After that, he will certify the Standing Orders for the industrial establishment. [section 5]. Till
standing orders are certified, Model Standing Order prepared by Government will
automatically apply. [section12A].

Standing order should be displayed in English and local language on special notice
boards at or near entrance of the establishment. [section 9]. Modifications of Standing Order
shall be done by following similar procedure. [section 10].

Once the Standing Orders are certified, they supersede any term and condition of employment,
contained in the appointment letter. If there is inconsistency between Standing Order and
Appointment Letter, the provisions of Standing Order prevail - Eicher Goodearth Ltd. v. R K
Soni - (1993)

Standing orders are binding on employer and employee. These are statutorily imposed
conditions of service. However, they are not statutory provisions themselves (meaning that the
Standing Orders even when approved, do not become law in the sense in which Rules and
Notifications issued under delegated legislation become after they are published as prescribed.)
- Rajasthan SRTC v. Krishna Kant - AIR 1995

Model Standing Orders - The Act has prescribed Model Standing Orders. These are
automatically applicable till employer prepares his own Standing Orders and these are
approved by Certifying Officer. [section 12A].

Disciplinary Action - The most important use of Standing Orders is in case of disciplinary
action. A workman can be punished only if the act committed by him is a misconduct as
defined under the Standing Orders. The Model Standing Orders contain such acts like
insubordination, disobedience, fraud, dishonesty, damage to employers property, taking bribe,
habitual absence or habitual late attendance, riotous behaviour, habitual neglect of work, strike
in contravention of rules etc. as misconducts. The Certified Standing Orders may cover other
acts as misconduct, if approved by Certifying Officer.

Subsistence Allowance Where a workman is suspended by employer pending investigation or


enquiry into complaints or charges of misconduct against him, the workman shall be paid
subsistence allowance equal to 50% of wages for first 90 days of suspension and 75% of wages
for remaining period till completion of disciplinary proceedings. [section 10A(1)]. - - Wages
has same meaning as under section 2(rr) of Industrial Disputes Act. [section 2(i)].
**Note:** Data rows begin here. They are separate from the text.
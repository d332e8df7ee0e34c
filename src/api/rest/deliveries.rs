use std::sync::Arc;

use axum::extract::rejection::JsonRejection;
use axum::extract::{Path, State};
use axum::routing::{get, patch, post};
use axum::{Extension, Json, Router};
use futures::future::join_all;
use serde::{Deserialize, Serialize};
use tracing::warn;
use uuid::Uuid;

use crate::api::rest::drivers::current_courier;
use crate::api::rest::middleware::require_delivery_personnel;
use crate::auth::Identity;
use crate::engine::assignment::{assign_automatically, respond_to_assignment, AssignRequest};
use crate::engine::lifecycle;
use crate::error::AppError;
use crate::gateway::DeliveryAddress;
use crate::models::delivery::{Delivery, DeliveryStatus, ResponseAction};
use crate::observability::sanitize::sanitize_for_log;
use crate::state::AppState;

pub fn router() -> Router<Arc<AppState>> {
    let courier_routes = Router::new()
        .route("/respond", post(respond))
        .route("/assigned-orders", get(assigned_orders))
        .route("/my-deliveries", get(my_deliveries))
        .route("/delivery/:id/status", patch(update_status))
        .route_layer(axum::middleware::from_fn(require_delivery_personnel));

    Router::new()
        .route("/assign", post(assign))
        .merge(courier_routes)
}

#[derive(Deserialize)]
#[serde(rename_all = "camelCase")]
pub struct RespondRequest {
    pub order_id: String,
    pub action: ResponseAction,
}

#[derive(Deserialize)]
pub struct UpdateStatusRequest {
    pub status: String,
}

#[derive(Serialize)]
pub struct DeliveryEnvelope {
    pub message: &'static str,
    pub delivery: Delivery,
}

/// A delivery as listed to its courier, joined with what the order service knows.
#[derive(Serialize)]
#[serde(rename_all = "camelCase")]
pub struct DeliveryView {
    #[serde(flatten)]
    pub delivery: Delivery,
    pub delivery_address: Option<DeliveryAddress>,
    #[serde(flatten)]
    pub order: Option<OrderFacts>,
}

#[derive(Serialize)]
#[serde(rename_all = "camelCase")]
pub struct OrderFacts {
    pub payment_status: Option<String>,
    pub restaurant_id: Option<String>,
    pub special_instructions: String,
}

#[derive(Clone, Copy, PartialEq)]
enum Detail {
    AddressOnly,
    Full,
}

async fn assign(
    State(state): State<Arc<AppState>>,
    payload: Result<Json<AssignRequest>, JsonRejection>,
) -> Result<Json<DeliveryEnvelope>, AppError> {
    let Json(request) = payload?;
    let delivery = assign_automatically(&state, request).await?;

    Ok(Json(DeliveryEnvelope {
        message: "Driver assigned",
        delivery,
    }))
}

async fn respond(
    State(state): State<Arc<AppState>>,
    Extension(identity): Extension<Identity>,
    payload: Result<Json<RespondRequest>, JsonRejection>,
) -> Result<Json<DeliveryEnvelope>, AppError> {
    let Json(request) = payload?;
    let courier = current_courier(&state, &identity)?;

    let outcome =
        respond_to_assignment(&state, &request.order_id, courier.id, request.action).await?;
    let message = outcome.message();

    Ok(Json(DeliveryEnvelope {
        message,
        delivery: outcome.into_delivery(),
    }))
}

async fn assigned_orders(
    State(state): State<Arc<AppState>>,
    Extension(identity): Extension<Identity>,
) -> Result<Json<Vec<DeliveryView>>, AppError> {
    let courier = current_courier(&state, &identity)?;
    let deliveries = state.deliveries.find_assigned_pending_for_courier(courier.id);

    Ok(Json(with_order_details(&state, deliveries, Detail::Full).await))
}

async fn my_deliveries(
    State(state): State<Arc<AppState>>,
    Extension(identity): Extension<Identity>,
) -> Result<Json<Vec<DeliveryView>>, AppError> {
    let courier = current_courier(&state, &identity)?;
    let deliveries = state.deliveries.find_all_for_courier(courier.id);

    Ok(Json(with_order_details(&state, deliveries, Detail::AddressOnly).await))
}

async fn update_status(
    State(state): State<Arc<AppState>>,
    Extension(identity): Extension<Identity>,
    Path(raw_id): Path<String>,
    payload: Result<Json<UpdateStatusRequest>, JsonRejection>,
) -> Result<Json<DeliveryEnvelope>, AppError> {
    let Json(request) = payload?;
    DeliveryStatus::parse_courier_update(&request.status)?;

    let delivery_id = Uuid::parse_str(&raw_id)
        .map_err(|_| AppError::NotFound("Delivery not found".to_string()))?;
    let courier = current_courier(&state, &identity)?;

    let delivery =
        lifecycle::update_status(&state, delivery_id, courier.id, &request.status).await?;

    Ok(Json(DeliveryEnvelope {
        message: "Delivery status updated successfully",
        delivery,
    }))
}

// Lookups run concurrently; one failing order only blanks its own entry.
async fn with_order_details(
    state: &AppState,
    deliveries: Vec<Delivery>,
    detail: Detail,
) -> Vec<DeliveryView> {
    join_all(deliveries.into_iter().map(|mut delivery| async move {
        match state.gateways.orders.fetch_order(&delivery.order_id).await {
            Ok(order) => {
                if detail == Detail::Full {
                    if let Some(user_id) = &order.user_id {
                        delivery.customer_id = user_id.clone();
                    }
                }
                let facts = (detail == Detail::Full).then(|| OrderFacts {
                    payment_status: order.payment_status.clone(),
                    restaurant_id: order.restaurant_id.clone(),
                    special_instructions: order.special_instructions.clone(),
                });

                DeliveryView {
                    delivery,
                    delivery_address: Some(order.delivery_address),
                    order: facts,
                }
            }
            Err(err) => {
                warn!(
                    order_id = %sanitize_for_log(&delivery.order_id),
                    error = %err,
                    "failed fetching order details"
                );
                DeliveryView {
                    delivery,
                    delivery_address: None,
                    order: None,
                }
            }
        }
    }))
    .await
}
The Payment of Wages Act, 1936

The Payment of Wages Act regulates the payment of wages to certain classes of persons
employed in industry and its importance cannot be under-estimated. The Act guarantees
payment of wages on time and without any deductions except those authorised under the Act.
The Act provides for the responsibility for payment of wages, fixation of wage period, time and
mode of payment of wages, permissible deduction as also casts upon the employer a duty to
seek the approval of the Government for the acts and permission for which fines may be
imposed by him and also sealing of the fines, and also for a machinery to hear and decide
complaints regarding the deduction from wages or in delay in payment of wages, penalty for
malicious and vexatious claims. The Act does not apply to persons whose wage is Rs. 10,000 or
more per month. The Act also provides to the effect that a worker cannot contract out of any
right conferred upon him under the Act.

DEFINITIONS

"employed person" [sec 2 (i)] includes the legal representative of a deceased employed
person;

"employer"[sec 2 (ia)] includes the legal representative of a deceased employer;

"industrial or other establishment"[sec 2 (i1)] means any -


(a) tramway service or motor transport service engaged in carrying passengers or goods or both
by road for hire or reward;
(aa) air transport service other than such service belonging to or exclusively employed in the
military naval or air forces of the Union or the Civil Aviation Department of the Government of
India;
(b) Dock wharf or jetty;
(c) inland vessel mechanically propelled;
(d) mine quarry or oil-field;
(e) plantation;
(f) workshop or other establishment in which articles are produced adapted or manufactured
with a view to their use transport or sale;
(g) establishment in which any work relating to the construction development or maintenance of
buildings roads bridges or canals or relating to operations connected with navigation irrigation
or to the supply of water or relating to the generation transmission and distribution of electricity
or any other form of power is being carried on;
(h) any other establishment or class of establishments which the Central Government or a State
Government may having regard to
the nature thereof the need for protection of persons employed therein and other relevant
circumstances specify by notification in the Official Gazette.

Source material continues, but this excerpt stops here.